*** Opening of DATASET CONTENT ***

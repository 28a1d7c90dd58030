//! Point shape: a single fixed position
//!
//! ```text
//! :start shape:
//!     library  = point
//!     position = x y z
//! :stop shape:
//! ```

use fermion_plugin::prelude::*;
use nalgebra::Vector3;
use std::sync::{Arc, OnceLock};
use tracing::warn;

const LIBRARY: &str = "point";

pub struct PointShape {
    position: Vector3<f64>,
    meta: ShapeMeta,
}

impl PointShape {
    pub fn new(position: Vector3<f64>) -> Self {
        Self {
            position,
            meta: ShapeMeta::default(),
        }
    }
}

impl Shape for PointShape {
    fn sample_local(&self, _rng: &mut dyn RngCore) -> Vector3<f64> {
        self.position
    }

    fn contains_local(&self, p: Vector3<f64>) -> bool {
        (p - self.position).norm() < 1e-9
    }

    fn meta(&self) -> &ShapeMeta {
        &self.meta
    }

    fn meta_mut(&mut self) -> &mut ShapeMeta {
        &mut self.meta
    }
}

pub struct PointPlugin;

impl ShapePlugin for PointPlugin {
    fn library(&self) -> &'static str {
        LIBRARY
    }

    fn schema(&self) -> Arc<BlockSchema> {
        static SCHEMA: OnceLock<Arc<BlockSchema>> = OnceLock::new();
        SCHEMA
            .get_or_init(|| {
                Arc::new(
                    BlockSchema::new("shape")
                        .with_field(
                            FieldSchema::required("library", "The shape family.")
                                .with_allowed(&[LIBRARY]),
                        )
                        .with_field(FieldSchema::required("position", "The point (x y z).")),
                )
            })
            .clone()
    }

    fn example(&self) -> &'static str {
        r#"
# Example of a point shape
:start shape:
    library  = point
    position = 0 0 0
:stop shape:
"#
    }

    fn create(
        &self,
        input: &mut Input,
        _factory: &ShapeFactory,
    ) -> Result<Box<dyn Shape>, ShapeError> {
        self.schema().check(input)?;
        let (x, y, z) = input.get_float_triple("position").map_err(|e| {
            warn!("createShape(point): wrong 'position' input");
            ShapeError::from(e)
        })?;
        Ok(Box::new(PointShape::new(Vector3::new(x, y, z))))
    }
}
use std::process::{Command, Stdio};
use url::Url;

#[derive(Debug, Clone, PartialEq, Eq)]
pub(crate) enum NavigationDecision {
    Allow,
    OpenExternally(Url),
    Block,
}

/// The main window stays on the hosted origin; other web links go to the
/// system browser.
pub(crate) fn decide_navigation(hosted_origin: &Url, target: &Url) -> NavigationDecision {
    match target.scheme() {
        "about" | "blob" => NavigationDecision::Allow,
        "http" | "https" if target.origin() == hosted_origin.origin() => NavigationDecision::Allow,
        "http" | "https" => NavigationDecision::OpenExternally(target.clone()),
        _ => NavigationDecision::Block,
    }
}

pub(crate) fn parse_openable_url(raw_url: &str) -> Result<Url, String> {
    let trimmed = raw_url.trim();
    if trimmed.is_empty() {
        return Err("missing external url".to_string());
    }

    let parsed = Url::parse(trimmed).map_err(|error| format!("invalid url: {error}"))?;
    match parsed.scheme() {
        "http" | "https" => Ok(parsed),
        scheme => Err(format!(
            "unsupported url scheme '{scheme}', only http/https can be opened"
        )),
    }
}

pub(crate) fn open_external(raw_url: &str) -> Result<(), String> {
    let url = parse_openable_url(raw_url)?;
    open_url_with_system_browser(url.as_str())
}

fn spawn_detached(program: &str, args: &[&str]) -> Result<(), String> {
    Command::new(program)
        .args(args)
        .stdin(Stdio::null())
        .stdout(Stdio::null())
        .stderr(Stdio::null())
        .spawn()
        .map(|_| ())
        .map_err(|error| format!("failed to run '{program}': {error}"))
}

#[cfg(target_os = "macos")]
fn open_url_with_system_browser(url: &str) -> Result<(), String> {
    spawn_detached("open", &[url])
}

#[cfg(target_os = "windows")]
fn open_url_with_system_browser(url: &str) -> Result<(), String> {
    spawn_detached("rundll32", &["url.dll,FileProtocolHandler", url])
}

#[cfg(all(unix, not(target_os = "macos")))]
fn open_url_with_system_browser(url: &str) -> Result<(), String> {
    spawn_detached("xdg-open", &[url])
}

#[cfg(not(any(target_os = "macos", target_os = "windows", unix)))]
fn open_url_with_system_browser(_url: &str) -> Result<(), String> {
    Err("opening external urls is not supported on this platform".to_string())
}
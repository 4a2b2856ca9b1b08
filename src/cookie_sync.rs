use serde::{Deserialize, Serialize};
use std::{
    collections::BTreeMap,
    fmt, fs,
    io::Write,
    path::{Path, PathBuf},
    sync::{
        atomic::{AtomicU64, Ordering},
        Mutex,
    },
};
use url::Url;

/// One persisted cookie. Field names follow the legacy Electron cookie dump so
/// snapshots written by older releases keep restoring.
#[derive(Debug, Clone, PartialEq, Serialize, Deserialize)]
#[serde(rename_all = "camelCase")]
pub(crate) struct CookieRecord {
    pub(crate) name: String,
    pub(crate) value: String,
    #[serde(default, skip_serializing_if = "Option::is_none")]
    pub(crate) domain: Option<String>,
    #[serde(default)]
    pub(crate) host_only: bool,
    #[serde(default = "default_cookie_path")]
    pub(crate) path: String,
    #[serde(default)]
    pub(crate) secure: bool,
    #[serde(default)]
    pub(crate) http_only: bool,
    #[serde(default)]
    pub(crate) session: bool,
    /// Seconds since the Unix epoch.
    #[serde(default, skip_serializing_if = "Option::is_none")]
    pub(crate) expiration_date: Option<f64>,
    #[serde(default, skip_serializing_if = "Option::is_none")]
    pub(crate) same_site: Option<CookieSameSite>,
}

#[derive(Debug, Clone, Copy, PartialEq, Eq, Serialize, Deserialize)]
#[serde(rename_all = "snake_case")]
pub(crate) enum CookieSameSite {
    Unspecified,
    NoRestriction,
    Lax,
    Strict,
}

fn default_cookie_path() -> String {
    "/".to_string()
}

impl CookieRecord {
    fn key(&self) -> (String, String, String) {
        (
            self.name.clone(),
            self.domain.clone().unwrap_or_default(),
            self.path.clone(),
        )
    }

    pub(crate) fn is_expired(&self, now_secs: f64) -> bool {
        !self.session
            && self
                .expiration_date
                .is_some_and(|expires_at| expires_at <= now_secs)
    }

    /// Checks that the record can be set on the hosted origin.
    pub(crate) fn validate_for_origin(&self, origin: &Url, now_secs: f64) -> Result<(), String> {
        if self.name.trim().is_empty() {
            return Err("cookie has an empty name".to_string());
        }
        if self.is_expired(now_secs) {
            return Err(format!("cookie {} is expired", self.name));
        }

        let Some(domain) = self.domain.as_deref() else {
            return Ok(());
        };
        let domain = domain.trim().trim_start_matches('.').to_ascii_lowercase();
        let host = origin.host_str().unwrap_or_default().to_ascii_lowercase();
        if domain.is_empty() || host == domain || host.ends_with(&format!(".{domain}")) {
            Ok(())
        } else {
            Err(format!(
                "cookie {} belongs to foreign domain {domain}",
                self.name
            ))
        }
    }
}

#[derive(Debug, Clone, Copy, PartialEq, Eq)]
pub(crate) enum CookieChangeCause {
    Explicit,
    Overwrite,
    Expired,
}

#[derive(Debug, Clone, PartialEq, Eq)]
pub(crate) struct CookieChange {
    pub(crate) name: String,
    pub(crate) cause: CookieChangeCause,
    pub(crate) removed: bool,
}

/// Live cookie store of the webview.
pub(crate) trait CookieStore: Send + Sync {
    fn all_cookies(&self) -> Result<Vec<CookieRecord>, String>;
    fn set_cookie(&self, origin: &Url, record: &CookieRecord) -> Result<(), String>;
}

/// One change per cookie that appeared, changed or disappeared between two reads.
pub(crate) fn diff_cookie_sets(
    previous: &[CookieRecord],
    current: &[CookieRecord],
    now_secs: f64,
) -> Vec<CookieChange> {
    let previous: BTreeMap<_, _> = previous.iter().map(|record| (record.key(), record)).collect();
    let current: BTreeMap<_, _> = current.iter().map(|record| (record.key(), record)).collect();
    let mut changes = Vec::new();

    for (key, record) in &current {
        match previous.get(key) {
            None => changes.push(CookieChange {
                name: record.name.clone(),
                cause: CookieChangeCause::Explicit,
                removed: false,
            }),
            Some(old) if old != record => changes.push(CookieChange {
                name: record.name.clone(),
                cause: CookieChangeCause::Overwrite,
                removed: false,
            }),
            Some(_) => {}
        }
    }

    for (key, record) in &previous {
        if current.contains_key(key) {
            continue;
        }
        let cause = if record.is_expired(now_secs) {
            CookieChangeCause::Expired
        } else {
            CookieChangeCause::Explicit
        };
        changes.push(CookieChange {
            name: record.name.clone(),
            cause,
            removed: true,
        });
    }

    changes
}

#[derive(Debug, Clone, PartialEq, Eq)]
pub(crate) enum CookieRestoreError {
    Missing,
    Unreadable(String),
    NotAnArray(String),
}

impl fmt::Display for CookieRestoreError {
    fn fmt(&self, f: &mut fmt::Formatter<'_>) -> fmt::Result {
        match self {
            Self::Missing => write!(f, "no cookie snapshot yet"),
            Self::Unreadable(error) => write!(f, "failed to read cookie snapshot: {error}"),
            Self::NotAnArray(error) => write!(f, "cookie snapshot is not a JSON array: {error}"),
        }
    }
}

/// Parses each array element on its own; malformed elements are skipped.
pub(crate) fn read_snapshot<F>(path: &Path, log: F) -> Result<Vec<CookieRecord>, CookieRestoreError>
where
    F: Fn(&str),
{
    let raw = match fs::read_to_string(path) {
        Ok(raw) => raw,
        Err(error) if error.kind() == std::io::ErrorKind::NotFound => {
            return Err(CookieRestoreError::Missing)
        }
        Err(error) => return Err(CookieRestoreError::Unreadable(error.to_string())),
    };

    let elements: Vec<serde_json::Value> = serde_json::from_str(&raw)
        .map_err(|error| CookieRestoreError::NotAnArray(error.to_string()))?;

    Ok(elements
        .into_iter()
        .enumerate()
        .filter_map(|(index, element)| {
            serde_json::from_value::<CookieRecord>(element)
                .map_err(|error| log(&format!("skipping malformed cookie #{index}: {error}")))
                .ok()
        })
        .collect())
}

#[derive(Debug, Clone, Copy, Default, PartialEq, Eq)]
pub(crate) struct RestoreReport {
    pub(crate) restored: usize,
    pub(crate) skipped: usize,
}

#[derive(Debug, Clone, Copy, PartialEq, Eq)]
pub(crate) enum WriteOutcome {
    Committed,
    /// A newer snapshot had already been committed.
    Discarded,
}

pub(crate) struct CookieSync {
    snapshot_path: PathBuf,
    origin: Url,
    next_sequence: AtomicU64,
    last_committed: Mutex<u64>,
}

impl CookieSync {
    pub(crate) fn new(snapshot_path: PathBuf, origin: Url) -> Self {
        Self {
            snapshot_path,
            origin,
            next_sequence: AtomicU64::new(0),
            last_committed: Mutex::new(0),
        }
    }

    #[cfg(test)]
    pub(crate) fn origin(&self) -> &Url {
        &self.origin
    }

    /// Loads the snapshot into the store; called once at window creation.
    pub(crate) fn restore<S, F>(&self, store: &S, now_secs: f64, log: F) -> RestoreReport
    where
        S: CookieStore + ?Sized,
        F: Fn(&str),
    {
        let records = match read_snapshot(&self.snapshot_path, &log) {
            Ok(records) => records,
            Err(CookieRestoreError::Missing) => {
                log("no cookie snapshot found, starting with an empty session");
                return RestoreReport::default();
            }
            Err(error) => {
                log(&format!("cookie restore skipped: {error}"));
                return RestoreReport::default();
            }
        };

        let mut report = RestoreReport::default();
        for record in &records {
            let result = record
                .validate_for_origin(&self.origin, now_secs)
                .and_then(|()| store.set_cookie(&self.origin, record));
            match result {
                Ok(()) => report.restored += 1,
                Err(error) => {
                    report.skipped += 1;
                    log(&format!("skipping cookie {}: {error}", record.name));
                }
            }
        }

        log(&format!(
            "cookies restored: restored={} skipped={}",
            report.restored, report.skipped
        ));
        report
    }

    /// Re-reads the whole store and overwrites the snapshot.
    pub(crate) fn persist<S>(&self, store: &S) -> Result<WriteOutcome, String>
    where
        S: CookieStore + ?Sized,
    {
        let sequence = self.next_sequence.fetch_add(1, Ordering::AcqRel) + 1;
        let records = store.all_cookies()?;
        self.write_snapshot(sequence, &records)
    }

    fn write_snapshot(&self, sequence: u64, records: &[CookieRecord]) -> Result<WriteOutcome, String> {
        let payload = serde_json::to_vec(records)
            .map_err(|error| format!("failed to serialize cookie snapshot: {error}"))?;
        let parent = self
            .snapshot_path
            .parent()
            .filter(|parent| !parent.as_os_str().is_empty())
            .unwrap_or_else(|| Path::new("."));
        fs::create_dir_all(parent).map_err(|error| {
            format!(
                "failed to create cookie snapshot dir {}: {error}",
                parent.display()
            )
        })?;

        let mut staged = tempfile::NamedTempFile::new_in(parent)
            .map_err(|error| format!("failed to stage cookie snapshot: {error}"))?;
        staged
            .write_all(&payload)
            .and_then(|()| staged.as_file().sync_all())
            .map_err(|error| format!("failed to write cookie snapshot: {error}"))?;

        let mut last_committed = match self.last_committed.lock() {
            Ok(guard) => guard,
            Err(error) => error.into_inner(),
        };
        if sequence < *last_committed {
            return Ok(WriteOutcome::Discarded);
        }

        staged.persist(&self.snapshot_path).map_err(|error| {
            format!(
                "failed to commit cookie snapshot {}: {error}",
                self.snapshot_path.display()
            )
        })?;
        *last_committed = sequence;
        Ok(WriteOutcome::Committed)
    }
}

pub(crate) fn now_epoch_seconds() -> f64 {
    chrono::Utc::now().timestamp_millis() as f64 / 1000.0
}
use std::{
    env,
    path::{Path, PathBuf},
};
use url::Url;

use crate::{
    APP_DATA_DIR_NAME, COOKIES_FILE, DATA_DIR_ENV, DEFAULT_HOSTED_URL, FIRST_LAUNCH_MARKER,
    HOSTED_URL_ENV,
};

#[derive(Debug, Clone, PartialEq, Eq)]
pub(crate) struct RuntimePaths {
    pub(crate) data_dir: PathBuf,
    pub(crate) cookies_file: PathBuf,
    pub(crate) first_launch_marker: PathBuf,
}

impl RuntimePaths {
    pub(crate) fn for_data_dir(data_dir: PathBuf) -> Self {
        Self {
            cookies_file: data_dir.join(COOKIES_FILE),
            first_launch_marker: data_dir.join(FIRST_LAUNCH_MARKER),
            data_dir,
        }
    }
}

/// Per-user application data directory (`OMOCHA_KIKI_DATA_DIR` wins when set).
pub(crate) fn default_data_dir() -> Option<PathBuf> {
    if let Ok(raw) = env::var(DATA_DIR_ENV) {
        let path = PathBuf::from(raw.trim());
        if !path.as_os_str().is_empty() {
            return Some(path);
        }
    }

    platform_data_root().map(|root| root.join(APP_DATA_DIR_NAME))
}

#[cfg(target_os = "windows")]
fn platform_data_root() -> Option<PathBuf> {
    env::var_os("APPDATA")
        .map(PathBuf::from)
        .or_else(|| home::home_dir().map(|home| home.join("AppData").join("Roaming")))
}

#[cfg(target_os = "macos")]
fn platform_data_root() -> Option<PathBuf> {
    home::home_dir().map(|home| home.join("Library").join("Preferences"))
}

#[cfg(not(any(target_os = "windows", target_os = "macos")))]
fn platform_data_root() -> Option<PathBuf> {
    home::home_dir().map(|home| home.join(".local").join("share"))
}

/// Base directory for optional on-disk assets.
///
/// Under OS auto-launch the working directory is not the install directory,
/// so `--startup` launches resolve assets next to the executable instead.
pub(crate) fn asset_base_dir(launched_at_login: bool) -> PathBuf {
    let current_dir = || env::current_dir().unwrap_or_else(|_| PathBuf::from("."));
    if !launched_at_login {
        return current_dir();
    }

    env::current_exe()
        .ok()
        .and_then(|exe| exe.parent().map(Path::to_path_buf))
        .unwrap_or_else(current_dir)
}

pub(crate) fn hosted_url() -> Url {
    let raw = env::var(HOSTED_URL_ENV).unwrap_or_default();
    normalize_hosted_url(&raw, DEFAULT_HOSTED_URL)
}

pub(crate) fn normalize_hosted_url(raw: &str, default_url: &str) -> Url {
    let fallback = || Url::parse(default_url).expect("default hosted url is valid");
    let trimmed = raw.trim();
    if trimmed.is_empty() {
        return fallback();
    }

    match Url::parse(trimmed) {
        Ok(mut parsed) if matches!(parsed.scheme(), "http" | "https") => {
            if parsed.path().is_empty() {
                parsed.set_path("/");
            }
            parsed
        }
        _ => fallback(),
    }
}

/// `scheme://host[:port]` of the hosted application, used to scope restored cookies.
pub(crate) fn hosted_origin(hosted: &Url) -> Url {
    let mut origin = hosted.clone();
    origin.set_path("/");
    origin.set_query(None);
    origin.set_fragment(None);
    origin
}

#[cfg(test)]
mod tests {
    use super::*;

    #[test]
    fn runtime_paths_live_inside_data_dir() {
        let paths = RuntimePaths::for_data_dir(PathBuf::from("/data/Omocha-kiki"));
        assert_eq!(
            paths.cookies_file,
            PathBuf::from("/data/Omocha-kiki").join("cookies.json")
        );
        assert_eq!(
            paths.first_launch_marker,
            PathBuf::from("/data/Omocha-kiki").join(".first-launch")
        );
    }

    #[test]
    fn normalize_hosted_url_falls_back_for_blank_and_invalid_values() {
        let default_url = "https://chat.example.com/home";
        assert_eq!(
            normalize_hosted_url("  ", default_url).as_str(),
            default_url
        );
        assert_eq!(
            normalize_hosted_url("not a url", default_url).as_str(),
            default_url
        );
        assert_eq!(
            normalize_hosted_url("file:///etc/passwd", default_url).as_str(),
            default_url
        );
    }

    #[test]
    fn normalize_hosted_url_accepts_http_and_https() {
        let parsed = normalize_hosted_url(" http://127.0.0.1:3000 ", DEFAULT_HOSTED_URL);
        assert_eq!(parsed.as_str(), "http://127.0.0.1:3000/");
    }

    #[test]
    fn hosted_origin_strips_path_query_and_fragment() {
        let hosted = Url::parse("https://rocket.omocha-kiki.com/home?x=1#top").unwrap();
        assert_eq!(
            hosted_origin(&hosted).as_str(),
            "https://rocket.omocha-kiki.com/"
        );
    }

    #[test]
    fn asset_base_dir_uses_working_directory_for_manual_launch() {
        assert_eq!(asset_base_dir(false), env::current_dir().unwrap());
    }
}
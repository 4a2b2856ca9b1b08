use std::{fs, path::Path};

#[derive(Debug, Clone, Copy, PartialEq, Eq)]
pub(crate) enum FirstLaunchAction {
    RegisterAutoLaunch,
    SkipDevMode,
    SkipAlreadyDone,
}

pub(crate) fn decide_first_launch(dev: bool, marker_exists: bool) -> FirstLaunchAction {
    if dev {
        FirstLaunchAction::SkipDevMode
    } else if marker_exists {
        FirstLaunchAction::SkipAlreadyDone
    } else {
        FirstLaunchAction::RegisterAutoLaunch
    }
}

/// Registers launch-at-login once per data directory. The marker is only
/// written after a successful registration, so a failure retries next launch.
pub(crate) fn run_first_launch<R, F>(
    marker: &Path,
    dev: bool,
    register_auto_launch: R,
    log: F,
) -> FirstLaunchAction
where
    R: FnOnce() -> Result<(), String>,
    F: Fn(&str),
{
    let action = decide_first_launch(dev, marker.exists());
    if action != FirstLaunchAction::RegisterAutoLaunch {
        return action;
    }

    if let Err(error) = register_auto_launch() {
        log(&format!("failed to register launch at login: {error}"));
        return action;
    }

    let written = marker
        .parent()
        .map_or(Ok(()), fs::create_dir_all)
        .and_then(|()| fs::write(marker, b""));
    match written {
        Ok(()) => log("first launch: registered launch at login"),
        Err(error) => log(&format!(
            "failed to write first launch marker {}: {error}",
            marker.display()
        )),
    }
    action
}
use std::{
    path::PathBuf,
    sync::{
        atomic::{AtomicBool, Ordering},
        Arc, OnceLock,
    },
};
use tauri::menu::MenuItem;
use tokio::sync::Notify;
use url::Url;

use crate::{
    cookie_sync::CookieSync,
    launch_options::LaunchOptions,
    runtime_paths::{self, RuntimePaths},
    shell_events::ShellEventSender,
    update_dialogs::DialogUpdateHost,
    update_orchestrator::UpdateOrchestrator,
    updater_feed::UpdaterFeed,
};

pub(crate) type ShellUpdateOrchestrator = UpdateOrchestrator<UpdaterFeed, DialogUpdateHost>;

#[derive(Clone)]
pub(crate) struct TrayMenuState {
    pub(crate) version_item: MenuItem<tauri::Wry>,
    pub(crate) check_update_item: MenuItem<tauri::Wry>,
}

/// Process-wide state shared with Tauri callbacks. Window and tray state are
/// owned by the dispatcher's controller instead.
pub(crate) struct AppState {
    pub(crate) launch: LaunchOptions,
    pub(crate) paths: RuntimePaths,
    pub(crate) hosted_url: Url,
    pub(crate) events: ShellEventSender,
    pub(crate) cookie_sync: Arc<CookieSync>,
    pub(crate) cookie_wake: Arc<Notify>,
    pub(crate) updates: OnceLock<Arc<ShellUpdateOrchestrator>>,
    quitting: AtomicBool,
}

impl AppState {
    pub(crate) fn new(launch: LaunchOptions, events: ShellEventSender) -> Self {
        let data_dir = runtime_paths::default_data_dir().unwrap_or_else(|| PathBuf::from("."));
        let paths = RuntimePaths::for_data_dir(data_dir);
        let hosted_url = runtime_paths::hosted_url();
        let cookie_sync = CookieSync::new(
            paths.cookies_file.clone(),
            runtime_paths::hosted_origin(&hosted_url),
        );

        Self {
            launch,
            paths,
            hosted_url,
            events,
            cookie_sync: Arc::new(cookie_sync),
            cookie_wake: Arc::new(Notify::new()),
            updates: OnceLock::new(),
            quitting: AtomicBool::new(false),
        }
    }

    pub(crate) fn mark_quitting(&self) {
        self.quitting.store(true, Ordering::SeqCst);
    }

    pub(crate) fn is_quitting(&self) -> bool {
        self.quitting.load(Ordering::SeqCst)
    }
}

pub(crate) struct AtomicFlagGuard<'a> {
    flag: &'a AtomicBool,
}

impl<'a> AtomicFlagGuard<'a> {
    pub(crate) fn try_set(flag: &'a AtomicBool) -> Option<Self> {
        flag.compare_exchange(false, true, Ordering::AcqRel, Ordering::Acquire)
            .ok()?;
        Some(Self { flag })
    }
}

impl Drop for AtomicFlagGuard<'_> {
    fn drop(&mut self) {
        self.flag.store(false, Ordering::Relaxed);
    }
}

*** Close of DATASET CONTENT ***

* WHAT YOU NEED TO DO
Among the lines above, find those with the string "reads" and copy them.

* OUTPUT BELOW
/// One change per cookie that appeared, changed or disappeared between two reads.
    /// Re-reads the whole store and overwrites the snapshot.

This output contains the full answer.